Alors, délivrés des Turcs, les Romains se ruèrent sur les tentes abandonnées avec plus d’enthousiasme qu’ils n’en avaient eu d’abord en allant à la rencontre des envahisseurs. Et l’espoir du butin promis les enivrait à ce point, que nul d’entre eux ne remarqua que le Chevalier Blanc avait disparu.
CHAPITRE CINQUIÈME
LE FOU ET LA FOLLE
A Rome, on avait déjà des nouvelles complètes de la bataille.
Dans le palais de l’Empereur, dames et damoiselles, passant de l’angoisse à la joie, se félicitaient de la défaite des Turcs, et ne causaient entre elles que du mystérieux chevalier à l’armure plus blanche que neige, auquel la victoire des Romains était due.
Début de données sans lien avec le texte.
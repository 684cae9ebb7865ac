//! CLI enum types: output format and provider override.

use clap::ValueEnum;
use imgsum_core::{OutputFormat as CoreOutputFormat, ProviderKind};

/// Supported output formats.
#[derive(Clone, Copy, Debug, PartialEq, Eq, ValueEnum)]
pub enum OutputFormat {
    /// Pretty-printed JSON
    Json,
    /// Human-readable report
    Text,
}

impl From<OutputFormat> for CoreOutputFormat {
    fn from(format: OutputFormat) -> Self {
        match format {
            OutputFormat::Json => CoreOutputFormat::Json,
            OutputFormat::Text => CoreOutputFormat::Text,
        }
    }
}

/// Supported providers.
#[derive(Clone, Copy, Debug, PartialEq, Eq, ValueEnum)]
pub enum Provider {
    /// AWS Bedrock (Claude)
    Bedrock,
    /// Azure OpenAI deployment
    #[value(name = "azure_openai")]
    AzureOpenai,
    /// OpenAI API
    Openai,
    /// Local LLaVA via Ollama
    Llava,
    /// Local captioning and summarization models
    Falcon,
}

impl From<Provider> for ProviderKind {
    fn from(provider: Provider) -> Self {
        match provider {
            Provider::Bedrock => ProviderKind::Bedrock,
            Provider::AzureOpenai => ProviderKind::AzureOpenAi,
            Provider::Openai => ProviderKind::OpenAi,
            Provider::Llava => ProviderKind::Llava,
            Provider::Falcon => ProviderKind::Falcon,
        }
    }
}

impl std::fmt::Display for Provider {
    fn fmt(&self, f: &mut std::fmt::Formatter<'_>) -> std::fmt::Result {
        f.write_str(ProviderKind::from(*self).as_str())
    }
}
Toute la ville menait la même allégresse que le palais de l’Empereur. Ce n’étaient partout que cris, chansons, embrassades, commentaires, et par-dessus hommes et femmes, bourgeois et vilains, enfants et vieillards, les cloches déchaînaient leur vacarme du haut des clochers sonores.
Le peuple, ayant oublié ses craintes et sa terreur, se porta gaillardement au-devant des vainqueurs qui revenaient.